§ Problem description: Reproduce exactly, and only, the lines below from the one containing "dictionary/fact column names" through the one containing "classification_id INTEGER REFERENCES".

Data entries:
★ ★ ★ ★
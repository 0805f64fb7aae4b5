//! Data model for the regstat registration/licence analytics engine.
//!
//! This crate has no storage dependency. It provides:
//! - dimensions and record kinds, with their dictionary/fact column names
//! - extract layouts and typed records
//! - text-encoding detection and parallel, chunked extract parsing
//! - import progress/cancellation primitives
//! - the filter specification and time-series types consumed by the query compiler

mod dimension;
mod filter;
mod import;
mod parallel;
mod progress;
mod record;
mod series;

pub use dimension::{split_geographic_value, DataKind, Dimension, UnknownName};
pub use filter::{
    AgeRange, CoverageField, FilterSpec, Measure, Metric, ModelSelection, RegularizationOptions,
    RoadWearMode,
};
pub use import::{
    decode_extract, detect_encoding, parse_extract, read_extract, MalformedRow, ParseError,
    ParseOptions, ParsedExtract, TextEncoding,
};
pub use parallel::available_workers;
pub use progress::{ImportControl, ImportPhase, ProgressReporter, ProgressSnapshot};
pub use record::{
    columns_for, year_from_file_name, ColumnMap, LicenseRecord, Record, VehicleRecord,
    LICENSE_COLUMNS, VEHICLE_COLUMNS,
};
pub use series::TimeSeries;
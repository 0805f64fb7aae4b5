use regstat_model::{DataKind, Dimension};
use rusqlite::Connection;

pub(crate) fn fact_table(kind: DataKind) -> &'static str {
    match kind {
        DataKind::Vehicle => "vehicles",
        DataKind::License => "licenses",
    }
}

pub(crate) fn init(conn: &Connection) -> rusqlite::Result<()> {
    conn.pragma_update(None, "foreign_keys", "ON")?;

    for dim in Dimension::ALL {
        // `scope_id` is the make id for models and 0 everywhere else, so the
        // uniqueness constraint never involves NULLs.
        conn.execute_batch(&format!(
            r#"
            CREATE TABLE IF NOT EXISTS {table} (
              id INTEGER PRIMARY KEY,
              scope_id INTEGER NOT NULL DEFAULT 0,
              value TEXT NOT NULL,
              description TEXT,
              parent_id INTEGER,
              UNIQUE (scope_id, value)
            );
            "#,
            table = dim.table()
        ))?;
    }

    conn.execute_batch(
        r#"
        CREATE TABLE IF NOT EXISTS vehicles (
          id INTEGER PRIMARY KEY,
          year_id INTEGER NOT NULL REFERENCES dim_year(id),
          sequence TEXT NOT NULL,
          classification_id INTEGER REFERENCES dim_classification(id),
          vehicle_type_id INTEGER REFERENCES dim_vehicle_type(id),
          make_id INTEGER REFERENCES dim_make(id),
          model_id INTEGER REFERENCES dim_model(id),
          model_year_id INTEGER REFERENCES dim_model_year(id),
          color_id INTEGER REFERENCES dim_color(id),
          fuel_type_id INTEGER REFERENCES dim_fuel_type(id),
          cylinder_count_id INTEGER REFERENCES dim_cylinder_count(id),
          axle_count_id INTEGER REFERENCES dim_axle_count(id),
          region_id INTEGER REFERENCES dim_region(id),
          district_id INTEGER REFERENCES dim_district(id),
          municipality_id INTEGER REFERENCES dim_municipality(id),
          net_mass REAL,
          displacement REAL,
          axle_count INTEGER,
          model_year INTEGER,
          UNIQUE (year_id, sequence)
        );

        CREATE TABLE IF NOT EXISTS licenses (
          id INTEGER PRIMARY KEY,
          year_id INTEGER NOT NULL REFERENCES dim_year(id),
          sequence TEXT NOT NULL,
          license_type_id INTEGER REFERENCES dim_license_type(id),
          age_group_id INTEGER REFERENCES dim_age_group(id),
          gender_id INTEGER REFERENCES dim_gender(id),
          experience_id INTEGER REFERENCES dim_experience(id),
          region_id INTEGER REFERENCES dim_region(id),
          district_id INTEGER REFERENCES dim_district(id),
          is_probationary INTEGER,
          UNIQUE (year_id, sequence)
        );

        CREATE TABLE IF NOT EXISTS regularization (
          id INTEGER PRIMARY KEY,
          uncurated_make_id INTEGER NOT NULL REFERENCES dim_make(id),
          uncurated_model_id INTEGER NOT NULL REFERENCES dim_model(id),
          model_year_id INTEGER REFERENCES dim_model_year(id),
          vehicle_type_id INTEGER REFERENCES dim_vehicle_type(id),
          fuel_type_id INTEGER REFERENCES dim_fuel_type(id)
        );

        CREATE UNIQUE INDEX IF NOT EXISTS idx_regularization_key
          ON regularization(uncurated_make_id, uncurated_model_id, IFNULL(model_year_id, 0));
        CREATE INDEX IF NOT EXISTS idx_regularization_model
          ON regularization(uncurated_model_id);

        CREATE TABLE IF NOT EXISTS geo_attributes (
          dimension TEXT NOT NULL,
          id INTEGER NOT NULL,
          latitude REAL,
          longitude REAL,
          area REAL,
          PRIMARY KEY (dimension, id)
        );

        CREATE TABLE IF NOT EXISTS store_meta (
          key TEXT PRIMARY KEY,
          value INTEGER NOT NULL
        );
        INSERT OR IGNORE INTO store_meta (key, value) VALUES ('version', 0);

        CREATE TABLE IF NOT EXISTS import_log (
          id INTEGER PRIMARY KEY AUTOINCREMENT,
          year INTEGER NOT NULL,
          data_kind TEXT NOT NULL,
          file_name TEXT,
          total INTEGER NOT NULL,
          success INTEGER NOT NULL,
          error INTEGER NOT NULL,
          status TEXT NOT NULL,
          duration_ms INTEGER NOT NULL,
          imported_at TIMESTAMP DEFAULT CURRENT_TIMESTAMP
        );
        "#,
    )?;

    for kind in DataKind::ALL {
        create_filter_indexes(conn, kind)?;
    }

    Ok(())
}

fn filter_columns(kind: DataKind) -> impl Iterator<Item = &'static str> {
    Dimension::for_kind(kind)
        .filter(|d| *d != Dimension::Year)
        .map(|d| d.fact_column())
}

/// Indexes backing dimension filters. The `(year_id, sequence)` key is a table
/// constraint and is not part of this set.
pub(crate) fn create_filter_indexes(conn: &Connection, kind: DataKind) -> rusqlite::Result<()> {
    let table = fact_table(kind);
    for column in filter_columns(kind) {
        conn.execute_batch(&format!(
            "CREATE INDEX IF NOT EXISTS idx_{table}_{column} ON {table}({column});"
        ))?;
    }
    if kind == DataKind::Vehicle {
        conn.execute_batch(
            "CREATE INDEX IF NOT EXISTS idx_vehicles_year_make_model ON vehicles(year_id, make_id, model_id);",
        )?;
    }
    Ok(())
}

pub(crate) fn drop_filter_indexes(conn: &Connection, kind: DataKind) -> rusqlite::Result<()> {
    let table = fact_table(kind);
    for column in filter_columns(kind) {
        conn.execute_batch(&format!("DROP INDEX IF EXISTS idx_{table}_{column};"))?;
    }
    if kind == DataKind::Vehicle {
        conn.execute_batch("DROP INDEX IF EXISTS idx_vehicles_year_make_model;")?;
    }
    Ok(())
}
★ ★ ★ ★
§ Response for this exercise:
//! - dimensions and record kinds, with their dictionary/fact column names
//! - extract layouts and typed records
//! - text-encoding detection and parallel, chunked extract parsing
//! - import progress/cancellation primitives
//! - the filter specification and time-series types consumed by the query compiler

mod dimension;
mod filter;
mod import;
mod parallel;
mod progress;
mod record;
mod series;

pub use dimension::{split_geographic_value, DataKind, Dimension, UnknownName};
pub use filter::{
    AgeRange, CoverageField, FilterSpec, Measure, Metric, ModelSelection, RegularizationOptions,
    RoadWearMode,
};
pub use import::{
    decode_extract, detect_encoding, parse_extract, read_extract, MalformedRow, ParseError,
    ParseOptions, ParsedExtract, TextEncoding,
};
pub use parallel::available_workers;
pub use progress::{ImportControl, ImportPhase, ProgressReporter, ProgressSnapshot};
pub use record::{
    columns_for, year_from_file_name, ColumnMap, LicenseRecord, Record, VehicleRecord,
    LICENSE_COLUMNS, VEHICLE_COLUMNS,
};
pub use series::TimeSeries;
repository 0805f64fb7aae4b5
use regstat_model::{DataKind, Dimension};
use rusqlite::Connection;

pub(crate) fn fact_table(kind: DataKind) -> &'static str {
    match kind {
        DataKind::Vehicle => "vehicles",
        DataKind::License => "licenses",
    }
}

pub(crate) fn init(conn: &Connection) -> rusqlite::Result<()> {
    conn.pragma_update(None, "foreign_keys", "ON")?;

    for dim in Dimension::ALL {
        // `scope_id` is the make id for models and 0 everywhere else, so the
        // uniqueness constraint never involves NULLs.
        conn.execute_batch(&format!(
            r#"
            CREATE TABLE IF NOT EXISTS {table} (
              id INTEGER PRIMARY KEY,
              scope_id INTEGER NOT NULL DEFAULT 0,
              value TEXT NOT NULL,
              description TEXT,
              parent_id INTEGER,
              UNIQUE (scope_id, value)
            );
            "#,
            table = dim.table()
        ))?;
    }

    conn.execute_batch(
        r#"
        CREATE TABLE IF NOT EXISTS vehicles (
          id INTEGER PRIMARY KEY,
          year_id INTEGER NOT NULL REFERENCES dim_year(id),
          sequence TEXT NOT NULL,
          classification_id INTEGER REFERENCES dim_classification(id),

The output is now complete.